Court Upholds Medical Malpractice Immunity Law

Aug 2, 2018

Siding with the University of Miami, an appeals court Wednesday upheld the constitutionality of a 2011 state law designed to shield some medical schools and doctors from liability in medical-malpractice cases.

A three-judge panel of the 3rd District Court of Appeal rejected a series of constitutional arguments raised by attorneys for plaintiffs who alleged malpractice by University of Miami medical-school doctors working at Jackson Memorial Hospital.

The 2011 law extended sovereign immunity --- a legal concept that generally shields government agencies from costly lawsuits --- to private universities that reach agreements to provide services at teaching hospitals.
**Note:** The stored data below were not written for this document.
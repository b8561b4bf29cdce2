//! HTTP handler functions for the hazard map API.

use actix_web::{HttpResponse, web};
use hazard_map_hazard_models::Coordinate;
use hazard_map_server_models::{ApiError, ApiFault, ApiHealth, ApiRegion, RiskQueryParams};

use crate::{AppState, to_api_assessment};

/// `GET /api/health`
pub async fn health(state: web::Data<AppState>) -> HttpResponse {
    HttpResponse::Ok().json(ApiHealth {
        healthy: true,
        version: env!("CARGO_PKG_VERSION").to_string(),
        regions: state.boundaries.len(),
        faults: state.engine.reference().faults().len(),
    })
}

/// `GET /api/risk?lng=&lat=`
///
/// Scores every hazard at the coordinate and attaches the nearest fault,
/// mitigation plan, and coverage gaps.
pub async fn risk(
    state: web::Data<AppState>,
    params: web::Query<RiskQueryParams>,
) -> HttpResponse {
    let coordinate = Coordinate::new(params.lng, params.lat);
    if !coordinate.is_finite() {
        log::warn!("Rejected non-finite coordinate ({}, {})", params.lng, params.lat);
        return HttpResponse::BadRequest().json(ApiError::new("lng and lat must be finite numbers"));
    }

    let assessment = state.engine.assess(coordinate, &state.boundaries);
    HttpResponse::Ok().json(to_api_assessment(assessment))
}

/// `GET /api/faults`
///
/// Lists the fault catalogue with trace geometry.
pub async fn faults(state: web::Data<AppState>) -> HttpResponse {
    let faults: Vec<ApiFault> = state
        .engine
        .reference()
        .faults()
        .iter()
        .map(|f| ApiFault::from(f.definition()))
        .collect();

    HttpResponse::Ok().json(faults)
}

/// `GET /api/regions`
///
/// Lists base hazard statistics for every region.
pub async fn regions(state: web::Data<AppState>) -> HttpResponse {
    let regions: Vec<ApiRegion> = state
        .engine
        .reference()
        .regions()
        .iter()
        .map(ApiRegion::from)
        .collect();

    HttpResponse::Ok().json(regions)
}

#[cfg(test)]
mod tests {
    use actix_web::{App, http::StatusCode, test};
    use hazard_map_spatial::RegionBoundaries;

    use crate::{AppState, configure_api};

    const SAMPLE_COUNTIES: &str = include_str!("../../risk/fixtures/sample_counties.geojson");

    fn state() -> actix_web::web::Data<AppState> {
        let boundaries = RegionBoundaries::from_geojson_str(SAMPLE_COUNTIES).unwrap();
        actix_web::web::Data::new(AppState::new(boundaries))
    }

    #[actix_web::test]
    async fn health_reports_counts() {
        let app =
            test::init_service(App::new().app_data(state()).configure(configure_api)).await;
        let req = test::TestRequest::get().uri("/api/health").to_request();
        let body: serde_json::Value = test::call_and_read_body_json(&app, req).await;

        assert_eq!(body["healthy"], true);
        assert_eq!(body["regions"], 3);
        assert_eq!(body["faults"], 17);
    }

    #[actix_web::test]
    async fn risk_for_los_angeles() {
        let app =
            test::init_service(App::new().app_data(state()).configure(configure_api)).await;
        let req = test::TestRequest::get()
            .uri("/api/risk?lng=-118.2437&lat=34.0522")
            .to_request();
        let body: serde_json::Value = test::call_and_read_body_json(&app, req).await;

        assert_eq!(body["region"], "Los Angeles");
        assert_eq!(body["earthquake"]["score"], 9.5);
        assert_eq!(body["earthquake"]["level"], "high");
        assert_eq!(body["lossEstimate"]["unprotected"], 39_188);
        assert!(body["nearestFault"]["name"].is_string());
        assert_eq!(body["mitigationPlan"]["immediate"].as_array().unwrap().len(), 5);
        assert_eq!(body["coverageGaps"].as_array().unwrap().len(), 4);
    }

    #[actix_web::test]
    async fn risk_outside_coverage() {
        let app =
            test::init_service(App::new().app_data(state()).configure(configure_api)).await;
        let req = test::TestRequest::get()
            .uri("/api/risk?lng=-130&lat=40")
            .to_request();
        let body: serde_json::Value = test::call_and_read_body_json(&app, req).await;

        assert!(body["region"].is_null());
        assert_eq!(body["hurricane"]["score"], 1.5);
    }

    #[actix_web::test]
    async fn non_finite_coordinates_are_rejected() {
        let app =
            test::init_service(App::new().app_data(state()).configure(configure_api)).await;
        let req = test::TestRequest::get()
            .uri("/api/risk?lng=NaN&lat=34")
            .to_request();
        let resp = test::call_service(&app, req).await;

        assert_eq!(resp.status(), StatusCode::BAD_REQUEST);
        let body: serde_json::Value = test::read_body_json(resp).await;
        assert!(body["error"].as_str().unwrap().contains("finite"));
    }

    #[actix_web::test]
    async fn missing_coordinates_are_rejected() {
        let app =
            test::init_service(App::new().app_data(state()).configure(configure_api)).await;
        let req = test::TestRequest::get().uri("/api/risk?lng=-118").to_request();
        let resp = test::call_service(&app, req).await;

        assert_eq!(resp.status(), StatusCode::BAD_REQUEST);
    }

    #[actix_web::test]
    async fn lists_reference_tables() {
        let app =
            test::init_service(App::new().app_data(state()).configure(configure_api)).await;

        let req = test::TestRequest::get().uri("/api/faults").to_request();
        let faults: serde_json::Value = test::call_and_read_body_json(&app, req).await;
        assert_eq!(faults.as_array().unwrap().len(), 17);
        assert!(faults[0]["coordinates"].as_array().unwrap().len() >= 2);

        let req = test::TestRequest::get().uri("/api/regions").to_request();
        let regions: serde_json::Value = test::call_and_read_body_json(&app, req).await;
        assert_eq!(regions.as_array().unwrap().len(), 58);
        assert_eq!(regions[0]["name"], "Los Angeles");
    }
}
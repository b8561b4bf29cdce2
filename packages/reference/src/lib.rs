#![cfg_attr(feature = "fail-on-warnings", deny(warnings))]
#![warn(clippy::all, clippy::pedantic, clippy::nursery, clippy::cargo)]
#![allow(clippy::multiple_crate_versions, clippy::cargo_common_metadata)]

//! Static reference data for the risk engine.
//!
//! Per-county hazard priors and the California fault catalogue are embedded
//! at compile time from the TOML files in `packages/reference/data/` and
//! parsed once into an immutable [`ReferenceData`]. Nothing in this crate
//! is mutated after construction; [`ReferenceData::embedded`] hands out a
//! process-wide shared instance.

pub mod faults;
pub mod regions;

use std::sync::LazyLock;

use hazard_map_reference_models::{FaultCatalogueFile, RegionStatisticsFile};
use thiserror::Error;

pub use faults::{FaultCatalogue, FaultLine, parse_probability, parse_slip_rate};
pub use regions::RegionTable;

/// Embedded per-county statistics.
const COUNTIES_TOML: &str = include_str!("../data/counties.toml");

/// Embedded fault catalogue.
const FAULTS_TOML: &str = include_str!("../data/faults.toml");

static EMBEDDED: LazyLock<ReferenceData> = LazyLock::new(|| {
    ReferenceData::from_toml_strs(COUNTIES_TOML, FAULTS_TOML)
        .unwrap_or_else(|e| panic!("Failed to load embedded reference data: {e}"))
});

/// Errors that can occur while loading reference data.
#[derive(Debug, Error)]
pub enum ReferenceError {
    /// TOML parsing failed.
    #[error("TOML error in {file}: {source}")]
    Toml {
        /// Which file failed to parse.
        file: &'static str,
        /// Underlying parse error.
        source: toml::de::Error,
    },

    /// Two regions share a name.
    #[error("Duplicate region name: {name}")]
    DuplicateRegion {
        /// The repeated name.
        name: String,
    },

    /// A statistic is outside the 0-100 range.
    #[error("Statistic out of range for {region}: {value} (expected 0-100)")]
    StatisticOutOfRange {
        /// Region carrying the bad value.
        region: String,
        /// The offending value.
        value: u8,
    },

    /// A region or fault has an empty name.
    #[error("Empty {kind} name at index {index}")]
    EmptyName {
        /// "region" or "fault".
        kind: &'static str,
        /// Position in the file.
        index: usize,
    },
}

/// All static reference data the engine reads.
#[derive(Debug, Clone)]
pub struct ReferenceData {
    regions: RegionTable,
    faults: FaultCatalogue,
}

impl ReferenceData {
    /// Returns the reference data embedded in the binary.
    ///
    /// Parsed on first access and shared for the rest of the process.
    ///
    /// # Panics
    ///
    /// Panics if an embedded TOML file is malformed. Since these are
    /// compile-time constants, a failure indicates a development error and
    /// is caught by the tests in this crate.
    #[must_use]
    pub fn embedded() -> &'static Self {
        &EMBEDDED
    }

    /// Parses reference data from TOML sources.
    ///
    /// # Errors
    ///
    /// Returns an error if either document fails to parse or violates a
    /// data invariant (duplicate region, empty name, prior above 100).
    pub fn from_toml_strs(regions_toml: &str, faults_toml: &str) -> Result<Self, ReferenceError> {
        let regions: RegionStatisticsFile =
            toml::de::from_str(regions_toml).map_err(|source| ReferenceError::Toml {
                file: "regions",
                source,
            })?;
        let faults: FaultCatalogueFile =
            toml::de::from_str(faults_toml).map_err(|source| ReferenceError::Toml {
                file: "faults",
                source,
            })?;

        let data = Self {
            regions: RegionTable::new(regions.regions)?,
            faults: FaultCatalogue::new(faults.faults)?,
        };

        log::info!(
            "Loaded reference data: {} regions, {} faults",
            data.regions.len(),
            data.faults.len()
        );

        Ok(data)
    }

    /// Builds reference data from already-constructed parts.
    #[must_use]
    pub const fn new(regions: RegionTable, faults: FaultCatalogue) -> Self {
        Self { regions, faults }
    }

    /// Per-region base statistics.
    #[must_use]
    pub const fn regions(&self) -> &RegionTable {
        &self.regions
    }

    /// The fault catalogue.
    #[must_use]
    pub const fn faults(&self) -> &FaultCatalogue {
        &self.faults
    }
}

#[cfg(test)]
mod tests {
    use super::*;

    /// Number of California counties.
    const EXPECTED_REGION_COUNT: usize = 58;

    /// Number of catalogued faults.
    const EXPECTED_FAULT_COUNT: usize = 17;

    #[test]
    fn loads_embedded_data() {
        let data = ReferenceData::embedded();
        assert_eq!(data.regions().len(), EXPECTED_REGION_COUNT);
        assert_eq!(data.faults().len(), EXPECTED_FAULT_COUNT);
    }

    #[test]
    fn embedded_is_shared() {
        assert!(std::ptr::eq(
            ReferenceData::embedded(),
            ReferenceData::embedded()
        ));
    }

    #[test]
    fn all_faults_have_usable_traces() {
        for fault in ReferenceData::embedded().faults().iter() {
            assert!(
                fault.trace().0.len() >= 2,
                "fault {} has fewer than two vertices",
                fault.name()
            );
        }
    }

    #[test]
    fn rejects_duplicate_regions() {
        let regions = r#"
            [[regions]]
            name = "Alpine"
            wildfire = 70
            flood = 35
            earthquake = 50
            hurricane = 10

            [[regions]]
            name = "Alpine"
            wildfire = 1
            flood = 1
            earthquake = 1
            hurricane = 1
        "#;
        let err = ReferenceData::from_toml_strs(regions, "faults = []").unwrap_err();
        assert!(matches!(err, ReferenceError::DuplicateRegion { name } if name == "Alpine"));
    }

    #[test]
    fn rejects_out_of_range_statistic() {
        let regions = r#"
            [[regions]]
            name = "Alpine"
            wildfire = 170
            flood = 35
            earthquake = 50
            hurricane = 10
        "#;
        let err = ReferenceData::from_toml_strs(regions, "faults = []").unwrap_err();
        assert!(matches!(
            err,
            ReferenceError::StatisticOutOfRange { value: 170, .. }
        ));
    }

    #[test]
    fn reports_which_file_failed() {
        let err = ReferenceData::from_toml_strs("regions = []", "faults = 7").unwrap_err();
        assert!(matches!(err, ReferenceError::Toml { file: "faults", .. }));
    }

    #[test]
    fn empty_catalogues_are_valid() {
        let data = ReferenceData::from_toml_strs("regions = []", "faults = []").unwrap();
        assert!(data.regions().is_empty());
        assert!(data.faults().is_empty());
    }
}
The University of Miami’s Miller School of Medicine subsequently entered an agreement with the Miami-Dade County Public Health Trust, a government agency that operates Jackson Memorial.

Wednesday’s ruling involved two lawsuits stemming from incidents in 2012 and 2014 at Jackson Memorial.

The 2012 case stemmed from the death of newborn Noah Bean, whose mother, Latoya Bean, had been admitted to Jackson while pregnant after showing indications of the potentially dangerous condition preeclampsia. The baby died later after a series of circumstances that included a delay in the performance of a caesarean section, according to Wednesday’s ruling.

The other case was filed by Fernando Vallecillo, who was blinded in one eye during a surgical procedure related to a benign tumor on the side of his face, the ruling said.

After the lawsuits were filed, attorneys for the university and doctors argued that the cases should be dismissed because of the sovereign-immunity protections in the 2011 law. Circuit courts agreed with the argument, leading lawyers for Bean and Vallecillo to go to the 3rd District Court of Appeal.

In the appeals, the plaintiffs’ attorneys raised several issues, including contending that the 2011 law unconstitutionally expanded sovereign immunity and violated rights of equal protection, due process and access to courts.

For example, the ruling said the plaintiffs’ attorneys contended that the Legislature “cannot constitutionally expand immunity to the university and its employees and agents because they are not state actors subject to state control, they are not funded by the state, and the state is not on the hook for their liability.”

But the appeals court disagreed, pointing to earlier court rulings that approved extending sovereign immunity to private companies and employees. That included extending immunity to providers of medical services at a state-run children’s medical clinic and to a company that transported prison inmates.

The appeals court analyzed the agreement between the university and the Miami-Dade County Public Health Trust and said the university doctors were “agents of the trust while providing patient services to Vallecillo and Bean.”

“The 2011 agreement showed that the trust retained and exercised a degree of control over the university such that it created an agency relationship,” said the 25-page ruling, written by appeals-court Judge Robert Luck and joined by judges Kevin Emas and Ivan Fernandez. “Because the university was the trust’s agent for purposes of providing patient services at Jackson hospital, the Legislature’s decision to expand immunity… to cover the university as the trust’s agent … does not violate (the Florida Constitution).”